All libraries/programs which try to register rseq (glibc, early-adopter
applications, early-adopter libraries) should use the rseq refcount.
It becomes part of the ABI within a user-space process, but it's not
part of the ABI shared with the kernel per se.

- Restructure how this code is organized so glibc keeps building on
non-Linux targets.

- We do not need an atomic increment/decrement for the refcount per
se. Just being atomic with respect to the current thread (and nested
signals) would be enough. What is the proper API to use there ?
Should we expose struct rseq_lib in a public glibc header ? Should
we create a rseq(3) man page ?

- Revisit use of "weak" symbol for __rseq_abi in glibc. Perhaps we
want a non-weak symbol there ? (and let all other early user
libraries use weak)

- Should we pull linux/rseq.h from the Linux kernel into the glibc
tree or keep a dependency on installed kernel headers ?

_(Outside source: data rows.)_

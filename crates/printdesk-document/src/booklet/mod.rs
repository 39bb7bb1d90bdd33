// SPDX-License-Identifier: PMPL-1.0-or-later
// Copyright (c) 2026 Jonathan D.A. Jewell (hyperpolymath) <jonathan.jewell@open.ac.uk>
//
// Sheet layouts: booklet imposition and n-up planning.

pub mod compose;
pub mod layout;
pub mod nup;

pub use compose::{BookletComposer, SheetSize};
pub use layout::{BookletLayout, PagePair, SheetAssignment, compute_layout, compute_layout_only};
pub use nup::{NUpLayout, compute_nup_layout};
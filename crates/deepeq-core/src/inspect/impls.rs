//! `Inspect` for standard library types.
//!
//! Hash-ordered collections are left out: their iteration order differs
//! between instances, so a lock-step walk would report spurious mismatches.
//! Lock-based wrappers (`Mutex`, `RwLock`) are left out too: a cyclic graph
//! would re-lock a value the walk is already holding.

use std::cell::{Cell, OnceCell, RefCell};
use std::collections::{BTreeMap, BTreeSet, VecDeque};
use std::rc::{self, Rc};
use std::sync::{self, Arc, OnceLock};

use super::{
    Element, ElementVisitor, Identity, Inspect, Member, MemberVisitor, Scalar, TypeInfo,
    ValueVisitor,
};
use crate::errors::Comparison;

const NULL: &str = "null";

// ---------------------------------------------------------------------------
// Scalars
// ---------------------------------------------------------------------------

macro_rules! inspect_integers {
    ($variant:ident, $wide:ty; $($ty:ty),* $(,)?) => {
        $(
            impl Inspect for $ty {
                fn type_info(&self) -> TypeInfo {
                    TypeInfo::of::<Self>()
                }

                fn scalar(&self) -> Option<Scalar<'_>> {
                    Some(Scalar::$variant(*self as $wide))
                }
            }
        )*
    };
}

inspect_integers!(Signed, i128; i8, i16, i32, i64, i128, isize);
inspect_integers!(Unsigned, u128; u8, u16, u32, u64, u128, usize);

macro_rules! inspect_primitives {
    ($($ty:ty => $variant:ident),* $(,)?) => {
        $(
            impl Inspect for $ty {
                fn type_info(&self) -> TypeInfo {
                    TypeInfo::of::<Self>()
                }

                fn scalar(&self) -> Option<Scalar<'_>> {
                    Some(Scalar::$variant(*self))
                }
            }
        )*
    };
}

inspect_primitives!(bool => Bool, char => Char, f32 => F32, f64 => F64);

impl Inspect for String {
    fn type_info(&self) -> TypeInfo {
        TypeInfo::of::<Self>()
    }

    fn scalar(&self) -> Option<Scalar<'_>> {
        Some(Scalar::Text(self.as_str()))
    }
}

/// Composite without members; any two units are equal
impl Inspect for () {
    fn type_info(&self) -> TypeInfo {
        TypeInfo::of::<Self>()
    }
}

// ---------------------------------------------------------------------------
// Sequences
// ---------------------------------------------------------------------------

macro_rules! inspect_sequence {
    ($($seq:ident),* $(,)?) => {
        $(
            impl<T: Inspect + 'static> Inspect for $seq<T> {
                fn type_info(&self) -> TypeInfo {
                    TypeInfo::of::<Self>()
                }

                fn with_elements(&self, visit: &mut ElementVisitor<'_>) -> Option<Comparison> {
                    Some(visit(&mut self.iter().map(|item| Element::Borrowed(item))))
                }
            }
        )*
    };
}

inspect_sequence!(Vec, VecDeque, BTreeSet);

impl<T: Inspect + 'static, const N: usize> Inspect for [T; N] {
    fn type_info(&self) -> TypeInfo {
        TypeInfo::of::<Self>()
    }

    fn with_elements(&self, visit: &mut ElementVisitor<'_>) -> Option<Comparison> {
        Some(visit(&mut self.iter().map(|item| Element::Borrowed(item))))
    }
}

/// Entry of a map, compared through its `Key` and `Value` accessors
struct MapEntry<'a, K, V> {
    key: &'a K,
    value: &'a V,
}

static MAP_ENTRY_MEMBERS: [Member; 2] = [Member::accessor("Key"), Member::accessor("Value")];

impl<K: Inspect + 'static, V: Inspect + 'static> Inspect for MapEntry<'_, K, V> {
    fn type_info(&self) -> TypeInfo {
        TypeInfo::of::<MapEntry<'static, K, V>>()
    }

    fn members(&self) -> &'static [Member] {
        &MAP_ENTRY_MEMBERS
    }

    fn with_member(&self, member: &Member, visit: &mut MemberVisitor<'_>) -> Comparison {
        match member.name() {
            "Key" => visit(self.key),
            "Value" => visit(self.value),
            _ => Ok(()),
        }
    }
}

impl<K: Inspect + 'static, V: Inspect + 'static> Inspect for BTreeMap<K, V> {
    fn type_info(&self) -> TypeInfo {
        TypeInfo::of::<Self>()
    }

    fn with_elements(&self, visit: &mut ElementVisitor<'_>) -> Option<Comparison> {
        Some(visit(&mut self.iter().map(|(key, value)| {
            Element::Owned(Box::new(MapEntry { key, value }))
        })))
    }
}

// ---------------------------------------------------------------------------
// Transparent wrappers
// ---------------------------------------------------------------------------

macro_rules! delegate_inspect {
    (|$this:ident| $inner:expr) => {
        fn type_info(&self) -> TypeInfo {
            let $this = self;
            $inner.type_info()
        }

        fn open(&self, visit: &mut ValueVisitor<'_>) -> Comparison {
            let $this = self;
            $inner.open(visit)
        }

        fn render(&self) -> String {
            let $this = self;
            $inner.render()
        }
    };
}

/// A reference to an owned value identifies the value by its address
impl<T: Inspect + ?Sized> Inspect for &T {
    delegate_inspect!(|this| (**this));

    fn identity(&self) -> Option<Identity> {
        (**self)
            .identity()
            .or_else(|| Some(Identity::of(*self as *const T)))
    }
}

impl<T: Inspect + ?Sized> Inspect for Box<T> {
    delegate_inspect!(|this| (**this));

    fn identity(&self) -> Option<Identity> {
        (**self).identity()
    }
}

impl<T: Inspect + ?Sized> Inspect for Rc<T> {
    delegate_inspect!(|this| (**this));

    fn identity(&self) -> Option<Identity> {
        Some(Identity::of(Rc::as_ptr(self)))
    }
}

impl<T: Inspect + ?Sized> Inspect for Arc<T> {
    delegate_inspect!(|this| (**this));

    fn identity(&self) -> Option<Identity> {
        Some(Identity::of(Arc::as_ptr(self)))
    }
}

impl<T: Inspect> Inspect for RefCell<T> {
    fn type_info(&self) -> TypeInfo {
        self.borrow().type_info()
    }

    fn open(&self, visit: &mut ValueVisitor<'_>) -> Comparison {
        self.borrow().open(visit)
    }

    fn identity(&self) -> Option<Identity> {
        self.borrow().identity()
    }

    fn render(&self) -> String {
        self.borrow().render()
    }
}

impl<T: Inspect + Copy> Inspect for Cell<T> {
    fn type_info(&self) -> TypeInfo {
        self.get().type_info()
    }

    fn open(&self, visit: &mut ValueVisitor<'_>) -> Comparison {
        let value = self.get();
        value.open(visit)
    }

    fn identity(&self) -> Option<Identity> {
        self.get().identity()
    }

    fn render(&self) -> String {
        self.get().render()
    }
}

/// Shared implementation for the optional wrappers
fn open_optional<T: Inspect + ?Sized>(value: Option<&T>, visit: &mut ValueVisitor<'_>) -> Comparison {
    match value {
        Some(value) => value.open(visit),
        None => visit(None),
    }
}

fn type_info_optional<T: Inspect + ?Sized>(value: Option<&T>) -> TypeInfo {
    value.map_or_else(TypeInfo::absent, |value| value.type_info())
}

fn render_optional<T: Inspect + ?Sized>(value: Option<&T>) -> String {
    value.map_or_else(|| NULL.to_string(), |value| value.render())
}

impl<T: Inspect> Inspect for Option<T> {
    fn type_info(&self) -> TypeInfo {
        type_info_optional(self.as_ref())
    }

    fn open(&self, visit: &mut ValueVisitor<'_>) -> Comparison {
        open_optional(self.as_ref(), visit)
    }

    fn identity(&self) -> Option<Identity> {
        self.as_ref().and_then(|value| value.identity())
    }

    fn render(&self) -> String {
        render_optional(self.as_ref())
    }
}

impl<T: Inspect> Inspect for OnceCell<T> {
    fn type_info(&self) -> TypeInfo {
        type_info_optional(self.get())
    }

    fn open(&self, visit: &mut ValueVisitor<'_>) -> Comparison {
        open_optional(self.get(), visit)
    }

    fn identity(&self) -> Option<Identity> {
        self.get().and_then(|value| value.identity())
    }

    fn render(&self) -> String {
        render_optional(self.get())
    }
}

impl<T: Inspect> Inspect for OnceLock<T> {
    fn type_info(&self) -> TypeInfo {
        type_info_optional(self.get())
    }

    fn open(&self, visit: &mut ValueVisitor<'_>) -> Comparison {
        open_optional(self.get(), visit)
    }

    fn identity(&self) -> Option<Identity> {
        self.get().and_then(|value| value.identity())
    }

    fn render(&self) -> String {
        render_optional(self.get())
    }
}

/// A dropped referent reads as absent
impl<T: Inspect> Inspect for rc::Weak<T> {
    fn type_info(&self) -> TypeInfo {
        type_info_optional(self.upgrade().as_deref())
    }

    fn open(&self, visit: &mut ValueVisitor<'_>) -> Comparison {
        open_optional(self.upgrade().as_deref(), visit)
    }

    fn identity(&self) -> Option<Identity> {
        self.upgrade().map(|strong| Identity::of(Rc::as_ptr(&strong)))
    }

    fn render(&self) -> String {
        render_optional(self.upgrade().as_deref())
    }
}

impl<T: Inspect> Inspect for sync::Weak<T> {
    fn type_info(&self) -> TypeInfo {
        type_info_optional(self.upgrade().as_deref())
    }

    fn open(&self, visit: &mut ValueVisitor<'_>) -> Comparison {
        open_optional(self.upgrade().as_deref(), visit)
    }

    fn identity(&self) -> Option<Identity> {
        self.upgrade().map(|strong| Identity::of(Arc::as_ptr(&strong)))
    }

    fn render(&self) -> String {
        render_optional(self.upgrade().as_deref())
    }
}
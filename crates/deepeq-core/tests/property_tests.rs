//! Property-based tests for comparator invariants.
//!
//! Covers reflexivity on independently built copies, count mismatches on
//! length changes, index reporting for single-element changes, and float
//! equality semantics.
#![allow(clippy::unwrap_used, clippy::expect_used)]

use std::collections::BTreeMap;

use deepeq_core::{compare, FailureReason};
use proptest::prelude::*;

proptest! {
    #[test]
    fn prop_independent_copies_compare_equal(
        values in prop::collection::vec(any::<i64>(), 0..32),
        text in "\\PC*",
    ) {
        prop_assert!(compare(&values, &values.clone()).is_ok());
        prop_assert!(compare(&text, &text.clone()).is_ok());
    }

    #[test]
    fn prop_nested_maps_compare_equal_to_clones(
        map in prop::collection::btree_map("[a-z]{1,4}", prop::collection::vec(any::<u8>(), 0..4), 0..8),
    ) {
        let copy: BTreeMap<String, Vec<u8>> = map.clone();
        prop_assert!(compare(&map, &copy).is_ok());
    }

    #[test]
    fn prop_length_change_is_count_mismatch_at_collection(
        values in prop::collection::vec(any::<u16>(), 0..16),
        extra in prop::collection::vec(any::<u16>(), 1..8),
    ) {
        let mut longer = values.clone();
        longer.extend(extra);

        for err in [
            compare(&values, &longer).unwrap_err(),
            compare(&longer, &values).unwrap_err(),
        ] {
            prop_assert_eq!(err.reason(), FailureReason::CountMismatch);
            prop_assert_eq!(err.path(), Some("Vec<u16>"));
        }
    }

    #[test]
    fn prop_single_change_reports_its_index(
        values in prop::collection::vec(any::<i32>(), 1..16),
        index in any::<prop::sample::Index>(),
        delta in 1_i32..100,
    ) {
        let i = index.index(values.len());
        let mut changed = values.clone();
        changed[i] = changed[i].wrapping_add(delta);

        let err = compare(&values, &changed).unwrap_err();
        let expected = format!("Vec<i32>[{i}]");

        prop_assert_eq!(err.reason(), FailureReason::ValueInequality);
        prop_assert_eq!(err.path(), Some(expected.as_str()));
    }

    #[test]
    fn prop_float_equality_is_nan_aware(a in any::<f64>(), b in any::<f64>()) {
        let expected = a == b || (a.is_nan() && b.is_nan());
        prop_assert_eq!(compare(&a, &b).is_ok(), expected);
    }
}
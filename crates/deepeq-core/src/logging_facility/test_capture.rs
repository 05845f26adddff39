//! Test capture mode for deterministic logging assertions
//!
//! This module provides a test-only subscriber that captures log events
//! in memory for assertion in tests. The capture is process-global and
//! tests run in parallel, so assertions should select their own events,
//! typically through a unique comparison label.

use std::collections::HashMap;
use std::sync::{Arc, Mutex, OnceLock};

use tracing::field::{Field, Visit};
use tracing::{Level, Subscriber};
use tracing_subscriber::layer::{Context, SubscriberExt};
use tracing_subscriber::registry::LookupSpan;
use tracing_subscriber::util::SubscriberInitExt;
use tracing_subscriber::Layer;

use crate::schema::{FIELD_COMPONENT, FIELD_EVENT, FIELD_LABEL, FIELD_OP};

/// A captured log event with all its fields
#[derive(Clone, Debug)]
pub struct CapturedEvent {
    pub level: Level,
    pub component: Option<String>,
    pub op: Option<String>,
    pub event: Option<String>,
    pub fields: HashMap<String, String>,
}

impl CapturedEvent {
    /// Value of a field, if recorded
    pub fn field(&self, name: &str) -> Option<&str> {
        self.fields.get(name).map(String::as_str)
    }

    pub fn label(&self) -> Option<&str> {
        self.field(FIELD_LABEL)
    }
}

#[derive(Default)]
struct FieldVisitor {
    fields: HashMap<String, String>,
}

impl Visit for FieldVisitor {
    fn record_debug(&mut self, field: &Field, value: &dyn std::fmt::Debug) {
        self.fields
            .insert(field.name().to_string(), format!("{:?}", value));
    }

    fn record_str(&mut self, field: &Field, value: &str) {
        self.fields
            .insert(field.name().to_string(), value.to_string());
    }

    fn record_i64(&mut self, field: &Field, value: i64) {
        self.fields
            .insert(field.name().to_string(), value.to_string());
    }

    fn record_u64(&mut self, field: &Field, value: u64) {
        self.fields
            .insert(field.name().to_string(), value.to_string());
    }

    fn record_bool(&mut self, field: &Field, value: bool) {
        self.fields
            .insert(field.name().to_string(), value.to_string());
    }
}

/// Test capture layer for collecting log events
pub struct TestCaptureLayer {
    events: Arc<Mutex<Vec<CapturedEvent>>>,
}

impl TestCaptureLayer {
    pub fn new() -> (Self, TestCapture) {
        let events = Arc::new(Mutex::new(Vec::new()));
        let layer = Self {
            events: Arc::clone(&events),
        };
        (layer, TestCapture { events })
    }
}

impl<S> Layer<S> for TestCaptureLayer
where
    S: Subscriber + for<'a> LookupSpan<'a>,
{
    fn on_event(&self, event: &tracing::Event<'_>, _ctx: Context<'_, S>) {
        let mut visitor = FieldVisitor::default();
        event.record(&mut visitor);

        let fields = visitor.fields;
        let captured = CapturedEvent {
            level: *event.metadata().level(),
            component: fields.get(FIELD_COMPONENT).cloned(),
            op: fields.get(FIELD_OP).cloned(),
            event: fields.get(FIELD_EVENT).cloned(),
            fields,
        };

        self.events
            .lock()
            .map(|mut events| events.push(captured))
            .ok();
    }
}

/// Handle for accessing captured events in tests
#[derive(Clone)]
pub struct TestCapture {
    events: Arc<Mutex<Vec<CapturedEvent>>>,
}

impl TestCapture {
    /// Get all captured events
    pub fn events(&self) -> Vec<CapturedEvent> {
        self.events.lock().map(|e| e.clone()).unwrap_or_default()
    }

    /// Events carrying the given label, in emission order
    pub fn events_with_label(&self, label: &str) -> Vec<CapturedEvent> {
        self.events()
            .into_iter()
            .filter(|e| e.label() == Some(label))
            .collect()
    }

    /// Assert that an event exists with the given operation and event type
    ///
    /// # Panics
    ///
    /// Panics if the event is not found
    pub fn assert_event_exists(&self, op: &str, event: &str) {
        let events = self.events();
        let found = events
            .iter()
            .any(|e| e.op.as_deref() == Some(op) && e.event.as_deref() == Some(event));
        assert!(
            found,
            "Expected event op={} event={} not found in {} captured events",
            op,
            event,
            events.len()
        );
    }

    /// Count events matching a predicate
    pub fn count_events<F>(&self, predicate: F) -> usize
    where
        F: Fn(&CapturedEvent) -> bool,
    {
        self.events().iter().filter(|e| predicate(e)).count()
    }
}

static GLOBAL_CAPTURE: OnceLock<TestCapture> = OnceLock::new();

/// Initialize test capture mode
///
/// Installs the capture layer as the global subscriber on first use and
/// returns a handle to the shared capture. If another global subscriber is
/// already installed, the handle stays empty.
///
/// # Example
///
/// ```
/// use deepeq_core::compare;
/// use deepeq_core::logging_facility::test_capture::init_test_capture;
///
/// let capture = init_test_capture();
/// compare(&1_u8, &1_u8).unwrap();
/// capture.assert_event_exists("compare", "end");
/// ```
pub fn init_test_capture() -> TestCapture {
    GLOBAL_CAPTURE
        .get_or_init(|| {
            let (layer, capture) = TestCaptureLayer::new();
            tracing_subscriber::registry().with(layer).try_init().ok();
            capture
        })
        .clone()
}
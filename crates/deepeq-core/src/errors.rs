use serde::Serialize;
use thiserror::Error;

use crate::inspect::Inspect;
use crate::message;
use crate::path::Path;

/// Outcome of comparing two values (or any sub-step of a comparison)
pub type Comparison = std::result::Result<(), Inequality>;

/// Result type alias using Inequality
pub type Result<T> = std::result::Result<T, Inequality>;

// ========== Failure Taxonomy ==========

/// Closed set of reasons a structural comparison can fail
///
/// Every failure produced by the comparator carries exactly one of these.
/// Each reason maps to a stable code for programmatic handling and to the
/// canonical description that prefixes the rendered message.
#[derive(Debug, Clone, Copy, PartialEq, Eq, Hash, Serialize)]
pub enum FailureReason {
    /// Exactly one of the two values is absent
    SingleValueIsNull,
    /// The two values have different runtime types
    TypeMismatch,
    /// Two scalars of the same type hold different values
    ValueInequality,
    /// Two sequences yield a different number of elements
    CountMismatch,
    /// An already-visited value is paired with a different partner than before
    CircularReferenceInequality,
}

impl FailureReason {
    /// Get the stable error code for this reason
    pub fn code(&self) -> &'static str {
        match self {
            FailureReason::SingleValueIsNull => "ERR_SINGLE_VALUE_IS_NULL",
            FailureReason::TypeMismatch => "ERR_TYPE_MISMATCH",
            FailureReason::ValueInequality => "ERR_VALUE_INEQUALITY",
            FailureReason::CountMismatch => "ERR_COUNT_MISMATCH",
            FailureReason::CircularReferenceInequality => "ERR_CIRCULAR_REFERENCE_INEQUALITY",
        }
    }

    /// Get the canonical description used as the message prefix
    pub fn description(&self) -> &'static str {
        match self {
            FailureReason::SingleValueIsNull => "Only one value is null",
            FailureReason::TypeMismatch => "Type Mismatch",
            FailureReason::ValueInequality => "Values are not equal",
            FailureReason::CountMismatch => "Counts are not equal",
            FailureReason::CircularReferenceInequality => {
                "Circular Reference to a checked object found to differ from compared reference."
            }
        }
    }
}

impl std::fmt::Display for FailureReason {
    fn fmt(&self, f: &mut std::fmt::Formatter<'_>) -> std::fmt::Result {
        f.write_str(self.description())
    }
}

// ========== Inequality ==========

/// Snapshot of one side of a divergence
///
/// Values reached through borrow guards cannot outlive the traversal, so the
/// failure keeps the type name and rendered text captured at the point of
/// divergence.
#[derive(Debug, Clone, PartialEq, Eq, Serialize)]
pub struct ValueSnapshot {
    type_name: String,
    rendered: String,
}

impl ValueSnapshot {
    pub(crate) fn capture(value: &dyn Inspect) -> Self {
        Self {
            type_name: value.type_info().simple_name(),
            rendered: value.render(),
        }
    }

    /// Simple type name of the value
    pub fn type_name(&self) -> &str {
        &self.type_name
    }

    /// Rendered value as it appears in the failure message
    pub fn rendered(&self) -> &str {
        &self.rendered
    }
}

/// The first divergence found between two values
///
/// Carries the failure reason, both sides at the point of divergence
/// (`None` for an absent value), the path from the comparison root when
/// one exists, and the fully formatted message.
#[derive(Error, Debug, Clone, PartialEq, Eq, Serialize)]
#[error("{message}")]
pub struct Inequality {
    reason: FailureReason,
    first: Option<ValueSnapshot>,
    second: Option<ValueSnapshot>,
    path: Option<String>,
    message: String,
}

impl Inequality {
    pub(crate) fn single_value_is_null(
        first: Option<&dyn Inspect>,
        second: Option<&dyn Inspect>,
        path: Option<&Path<'_>>,
    ) -> Self {
        let first = first.map(ValueSnapshot::capture);
        let second = second.map(ValueSnapshot::capture);
        let path = path.map(ToString::to_string);
        let message = message::null_inequality(
            first.as_ref().map(ValueSnapshot::rendered),
            second.as_ref().map(ValueSnapshot::rendered),
            path.as_deref(),
        );
        Self {
            reason: FailureReason::SingleValueIsNull,
            first,
            second,
            path,
            message,
        }
    }

    pub(crate) fn type_mismatch(
        first: &dyn Inspect,
        second: &dyn Inspect,
        path: Option<&Path<'_>>,
    ) -> Self {
        let first = ValueSnapshot::capture(first);
        let second = ValueSnapshot::capture(second);
        let path = path.map(ToString::to_string);
        let message =
            message::type_inequality(first.type_name(), second.type_name(), path.as_deref());
        Self {
            reason: FailureReason::TypeMismatch,
            first: Some(first),
            second: Some(second),
            path,
            message,
        }
    }

    pub(crate) fn value_inequality(
        first: &dyn Inspect,
        second: &dyn Inspect,
        path: Option<&Path<'_>>,
    ) -> Self {
        let first = ValueSnapshot::capture(first);
        let second = ValueSnapshot::capture(second);
        let path = path.map(ToString::to_string);
        let message =
            message::value_inequality(first.rendered(), second.rendered(), path.as_deref());
        Self {
            reason: FailureReason::ValueInequality,
            first: Some(first),
            second: Some(second),
            path,
            message,
        }
    }

    pub(crate) fn count_mismatch(first: &dyn Inspect, second: &dyn Inspect, path: &Path<'_>) -> Self {
        let path = path.to_string();
        let message = message::count_mismatch(&path);
        Self {
            reason: FailureReason::CountMismatch,
            first: Some(ValueSnapshot::capture(first)),
            second: Some(ValueSnapshot::capture(second)),
            path: Some(path),
            message,
        }
    }

    pub(crate) fn circular_reference(
        first: &dyn Inspect,
        second: &dyn Inspect,
        path: &Path<'_>,
    ) -> Self {
        let first = ValueSnapshot::capture(first);
        let second = ValueSnapshot::capture(second);
        let path = path.to_string();
        let message = message::circular_reference_inequality(first.rendered(), second.rendered(), &path);
        Self {
            reason: FailureReason::CircularReferenceInequality,
            first: Some(first),
            second: Some(second),
            path: Some(path),
            message,
        }
    }

    /// Get the failure reason
    pub fn reason(&self) -> FailureReason {
        self.reason
    }

    /// Get the stable error code
    pub fn code(&self) -> &'static str {
        self.reason.code()
    }

    /// First value at the point of divergence, `None` if it was absent
    pub fn first(&self) -> Option<&ValueSnapshot> {
        self.first.as_ref()
    }

    /// Second value at the point of divergence, `None` if it was absent
    pub fn second(&self) -> Option<&ValueSnapshot> {
        self.second.as_ref()
    }

    /// Rendered path from the comparison root, if the divergence has one
    pub fn path(&self) -> Option<&str> {
        self.path.as_deref()
    }

    /// Get the fully formatted message
    pub fn message(&self) -> &str {
        &self.message
    }
}
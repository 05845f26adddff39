//! deepeq Core - structural equality for tests
//!
//! This crate compares two arbitrary values by content rather than by
//! identity and reports the first point where they diverge:
//! - Introspection model ([`Inspect`]) with std implementations and the
//!   [`inspect_struct!`] macro for user types
//! - Depth-first comparator with cycle detection over shared handles
//! - Failure taxonomy ([`FailureReason`]) and diagnostic paths such as
//!   `WithList.List[2].PublicChildProperty`
//! - Structured logging through the `logging_facility` module
//!
//! # Example
//!
//! ```
//! use deepeq_core::{compare, FailureReason};
//!
//! let err = compare(&Some(1_i32), &None::<i32>).unwrap_err();
//! assert_eq!(err.reason(), FailureReason::SingleValueIsNull);
//! assert_eq!(
//!     err.message(),
//!     "Only one value is null\nValue of obj1: 1\nValue of obj2: null"
//! );
//! ```

pub mod compare;
pub mod errors;
pub mod inspect;
pub mod logging_facility;
pub mod path;

mod macros;
mod message;
mod visited;

pub use deepeq_core_types::schema;
pub use deepeq_core_types::{Sensitive, REDACTED};

#[doc(hidden)]
pub use tracing;

// Re-export commonly used types
pub use compare::{assert_deep_eq, compare, CompareOptions, Comparer, MemberOrder};
pub use errors::{Comparison, FailureReason, Inequality, Result, ValueSnapshot};
pub use inspect::{Inspect, Member, TypeInfo};
//! `Inspect` for [`Sensitive`] values.
//!
//! A sensitive value is compared exactly like the value it wraps, but every
//! value reached through it renders as [`REDACTED`]. The redaction follows
//! members and elements, so a secret nested anywhere below the wrapper never
//! reaches a failure message.

use deepeq_core_types::{Sensitive, REDACTED};

use super::{
    Element, ElementVisitor, Identity, Inspect, Member, MemberVisitor, Scalar, TypeInfo,
    ValueVisitor,
};
use crate::errors::Comparison;

impl<T: Inspect> Inspect for Sensitive<T> {
    fn type_info(&self) -> TypeInfo {
        self.expose().type_info()
    }

    fn open(&self, visit: &mut ValueVisitor<'_>) -> Comparison {
        open_redacted(self.expose(), visit)
    }

    fn identity(&self) -> Option<Identity> {
        self.expose().identity()
    }

    fn render(&self) -> String {
        REDACTED.to_string()
    }
}

fn open_redacted(value: &dyn Inspect, visit: &mut ValueVisitor<'_>) -> Comparison {
    value.open(&mut |opened| match opened {
        Some(opened) => visit(Some(&Redacted(Element::Borrowed(opened)))),
        None => visit(None),
    })
}

/// View of a value below a `Sensitive` wrapper
struct Redacted<'a>(Element<'a>);

impl Inspect for Redacted<'_> {
    fn type_info(&self) -> TypeInfo {
        self.0.type_info()
    }

    fn open(&self, visit: &mut ValueVisitor<'_>) -> Comparison {
        open_redacted(&*self.0, visit)
    }

    fn identity(&self) -> Option<Identity> {
        self.0.identity()
    }

    fn scalar(&self) -> Option<Scalar<'_>> {
        self.0.scalar()
    }

    fn members(&self) -> &'static [Member] {
        self.0.members()
    }

    fn with_member(&self, member: &Member, visit: &mut MemberVisitor<'_>) -> Comparison {
        self.0
            .with_member(member, &mut |value| visit(&Redacted(Element::Borrowed(value))))
    }

    fn with_elements(&self, visit: &mut ElementVisitor<'_>) -> Option<Comparison> {
        self.0.with_elements(&mut |elements| {
            visit(&mut elements.map(|element| Element::Owned(Box::new(Redacted(element)))))
        })
    }

    fn render(&self) -> String {
        REDACTED.to_string()
    }
}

- I plan to host a librseq library containing mostly helper headers
that vastly simplify using rseq. It will contain a librseq.so
which provides an API to explicitly register rseq to the
kernel (for early adopters). The refcounting mechanism in the TLS
would be used to ensure combining librseq.so and libc.so.6 with rseq
support works fine.

- How early do we want to register rseq and how late do we want to
unregister it ? It's important to consider if we expect rseq to
be used by the memory allocator and within destructor callbacks.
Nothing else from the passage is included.